◆ TASK ITEM
Some lines of these records may hold the word "struct"; state how many, using only the number.

*** DATA PROVIDED Section Begins ***

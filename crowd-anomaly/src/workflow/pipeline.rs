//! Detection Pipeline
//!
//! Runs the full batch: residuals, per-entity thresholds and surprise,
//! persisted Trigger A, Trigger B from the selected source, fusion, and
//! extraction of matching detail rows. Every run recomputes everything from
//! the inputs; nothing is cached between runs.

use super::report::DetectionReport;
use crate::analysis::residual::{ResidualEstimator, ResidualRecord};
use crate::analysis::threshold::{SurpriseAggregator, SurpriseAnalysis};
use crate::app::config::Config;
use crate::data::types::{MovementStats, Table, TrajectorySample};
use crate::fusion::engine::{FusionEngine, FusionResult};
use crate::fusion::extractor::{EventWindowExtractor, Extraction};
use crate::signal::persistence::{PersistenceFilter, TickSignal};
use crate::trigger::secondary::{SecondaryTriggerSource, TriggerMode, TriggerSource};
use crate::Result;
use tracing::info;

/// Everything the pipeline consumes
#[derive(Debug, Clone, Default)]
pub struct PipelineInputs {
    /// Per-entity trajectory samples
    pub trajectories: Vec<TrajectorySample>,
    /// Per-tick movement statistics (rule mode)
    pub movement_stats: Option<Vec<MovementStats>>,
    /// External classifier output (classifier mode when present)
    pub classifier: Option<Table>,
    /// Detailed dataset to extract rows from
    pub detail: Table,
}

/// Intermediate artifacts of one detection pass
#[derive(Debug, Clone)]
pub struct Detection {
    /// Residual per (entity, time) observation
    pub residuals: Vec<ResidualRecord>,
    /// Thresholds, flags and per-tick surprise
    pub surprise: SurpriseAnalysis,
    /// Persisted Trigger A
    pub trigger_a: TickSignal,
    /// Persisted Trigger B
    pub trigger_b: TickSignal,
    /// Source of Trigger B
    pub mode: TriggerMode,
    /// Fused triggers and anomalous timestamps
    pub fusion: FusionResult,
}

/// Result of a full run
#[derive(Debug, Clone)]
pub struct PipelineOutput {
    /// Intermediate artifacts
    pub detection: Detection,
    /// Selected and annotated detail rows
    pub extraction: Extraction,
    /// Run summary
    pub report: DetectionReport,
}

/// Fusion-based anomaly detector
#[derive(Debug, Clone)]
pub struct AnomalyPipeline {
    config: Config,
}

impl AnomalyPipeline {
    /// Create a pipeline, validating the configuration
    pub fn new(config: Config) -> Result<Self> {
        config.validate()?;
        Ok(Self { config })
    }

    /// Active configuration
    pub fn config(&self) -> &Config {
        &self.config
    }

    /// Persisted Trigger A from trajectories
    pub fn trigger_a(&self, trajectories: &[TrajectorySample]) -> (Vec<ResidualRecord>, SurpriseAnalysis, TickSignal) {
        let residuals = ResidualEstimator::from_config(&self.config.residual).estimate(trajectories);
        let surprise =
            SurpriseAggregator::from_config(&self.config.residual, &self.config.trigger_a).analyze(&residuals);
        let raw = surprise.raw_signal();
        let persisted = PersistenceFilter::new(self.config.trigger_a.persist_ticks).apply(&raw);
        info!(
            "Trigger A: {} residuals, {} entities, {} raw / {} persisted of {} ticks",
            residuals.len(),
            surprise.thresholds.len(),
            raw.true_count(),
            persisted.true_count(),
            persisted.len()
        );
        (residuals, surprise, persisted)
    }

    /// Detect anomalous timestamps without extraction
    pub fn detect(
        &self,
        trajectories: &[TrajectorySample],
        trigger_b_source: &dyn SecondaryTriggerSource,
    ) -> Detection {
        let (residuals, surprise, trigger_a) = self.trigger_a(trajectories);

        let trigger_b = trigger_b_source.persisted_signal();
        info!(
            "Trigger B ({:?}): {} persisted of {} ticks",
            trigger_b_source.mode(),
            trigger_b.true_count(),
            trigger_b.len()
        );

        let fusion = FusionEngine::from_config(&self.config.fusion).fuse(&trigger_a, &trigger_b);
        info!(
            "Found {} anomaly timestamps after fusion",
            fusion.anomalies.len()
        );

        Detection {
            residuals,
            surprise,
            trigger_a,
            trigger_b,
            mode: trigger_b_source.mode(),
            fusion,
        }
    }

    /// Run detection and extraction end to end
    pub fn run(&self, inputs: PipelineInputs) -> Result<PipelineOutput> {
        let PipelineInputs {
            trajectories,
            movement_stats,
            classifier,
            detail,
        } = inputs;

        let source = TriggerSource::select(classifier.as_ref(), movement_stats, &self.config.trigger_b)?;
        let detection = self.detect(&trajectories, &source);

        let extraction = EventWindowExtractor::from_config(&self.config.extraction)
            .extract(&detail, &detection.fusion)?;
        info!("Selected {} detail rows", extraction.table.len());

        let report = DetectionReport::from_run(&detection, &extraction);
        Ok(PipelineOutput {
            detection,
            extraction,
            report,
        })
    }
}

*** DATA PROVIDED Section Ends ***
*** DATA PROVIDED Section Begins ***

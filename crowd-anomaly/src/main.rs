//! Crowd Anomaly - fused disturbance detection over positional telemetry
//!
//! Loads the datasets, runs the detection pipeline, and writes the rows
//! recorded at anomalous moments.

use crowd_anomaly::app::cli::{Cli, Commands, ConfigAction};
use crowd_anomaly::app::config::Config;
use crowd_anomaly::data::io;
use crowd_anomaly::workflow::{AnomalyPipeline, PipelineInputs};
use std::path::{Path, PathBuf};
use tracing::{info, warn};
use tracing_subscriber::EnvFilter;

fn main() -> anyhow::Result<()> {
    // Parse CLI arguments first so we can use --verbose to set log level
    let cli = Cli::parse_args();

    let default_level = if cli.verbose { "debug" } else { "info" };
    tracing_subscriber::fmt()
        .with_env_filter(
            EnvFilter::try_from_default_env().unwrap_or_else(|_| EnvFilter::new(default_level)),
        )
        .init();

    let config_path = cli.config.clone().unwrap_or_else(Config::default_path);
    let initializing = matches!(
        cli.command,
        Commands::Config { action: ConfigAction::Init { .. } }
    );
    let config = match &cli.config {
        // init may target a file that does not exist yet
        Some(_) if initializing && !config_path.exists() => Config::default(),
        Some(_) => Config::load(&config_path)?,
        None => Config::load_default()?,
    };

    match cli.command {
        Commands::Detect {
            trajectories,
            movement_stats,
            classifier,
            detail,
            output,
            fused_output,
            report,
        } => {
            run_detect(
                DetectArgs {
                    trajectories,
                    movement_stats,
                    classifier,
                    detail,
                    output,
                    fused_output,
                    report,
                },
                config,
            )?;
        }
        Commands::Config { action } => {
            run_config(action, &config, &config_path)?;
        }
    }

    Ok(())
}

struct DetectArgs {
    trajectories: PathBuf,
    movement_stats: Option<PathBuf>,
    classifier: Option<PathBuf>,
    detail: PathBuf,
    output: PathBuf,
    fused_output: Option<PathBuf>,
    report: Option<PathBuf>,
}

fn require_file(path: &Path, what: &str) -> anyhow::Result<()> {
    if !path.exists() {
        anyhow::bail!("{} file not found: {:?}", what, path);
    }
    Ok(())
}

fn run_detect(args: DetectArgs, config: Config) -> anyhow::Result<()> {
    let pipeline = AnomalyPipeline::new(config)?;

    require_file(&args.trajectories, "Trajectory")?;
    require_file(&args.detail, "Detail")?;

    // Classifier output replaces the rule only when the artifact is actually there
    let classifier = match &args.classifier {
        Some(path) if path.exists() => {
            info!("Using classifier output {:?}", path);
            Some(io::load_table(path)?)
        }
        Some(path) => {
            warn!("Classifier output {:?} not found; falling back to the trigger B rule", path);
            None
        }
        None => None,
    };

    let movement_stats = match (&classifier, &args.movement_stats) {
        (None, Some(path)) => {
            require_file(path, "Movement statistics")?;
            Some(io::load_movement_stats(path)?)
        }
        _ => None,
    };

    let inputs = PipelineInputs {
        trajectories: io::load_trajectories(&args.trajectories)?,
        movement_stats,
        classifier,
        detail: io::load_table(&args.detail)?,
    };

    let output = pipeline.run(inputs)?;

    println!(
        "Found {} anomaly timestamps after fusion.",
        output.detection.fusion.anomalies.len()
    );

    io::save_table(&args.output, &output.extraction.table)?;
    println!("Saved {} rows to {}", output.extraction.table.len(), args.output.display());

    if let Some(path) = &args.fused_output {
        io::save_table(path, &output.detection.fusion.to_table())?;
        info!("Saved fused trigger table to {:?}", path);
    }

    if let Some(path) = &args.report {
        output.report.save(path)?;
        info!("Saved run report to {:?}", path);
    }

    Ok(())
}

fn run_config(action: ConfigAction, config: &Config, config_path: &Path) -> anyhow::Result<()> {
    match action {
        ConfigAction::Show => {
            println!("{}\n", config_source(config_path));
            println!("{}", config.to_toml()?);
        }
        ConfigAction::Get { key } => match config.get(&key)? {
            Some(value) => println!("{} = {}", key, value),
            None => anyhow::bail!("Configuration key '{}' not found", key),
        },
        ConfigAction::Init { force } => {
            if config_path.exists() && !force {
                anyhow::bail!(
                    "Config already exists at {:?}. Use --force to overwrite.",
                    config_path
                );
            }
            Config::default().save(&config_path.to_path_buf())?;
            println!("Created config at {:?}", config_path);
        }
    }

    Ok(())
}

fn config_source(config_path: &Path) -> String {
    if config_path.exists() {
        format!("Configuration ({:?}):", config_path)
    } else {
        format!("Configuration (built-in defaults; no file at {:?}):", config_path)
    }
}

*** DATA PROVIDED Section Ends ***
*** DATA PROVIDED Section Begins ***

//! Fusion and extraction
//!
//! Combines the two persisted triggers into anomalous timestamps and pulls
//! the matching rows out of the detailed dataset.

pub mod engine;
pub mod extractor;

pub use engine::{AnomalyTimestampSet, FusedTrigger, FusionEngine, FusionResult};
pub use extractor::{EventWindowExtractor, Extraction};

*** DATA PROVIDED Section Ends ***

◆ ANSWER FOR THE TASK
5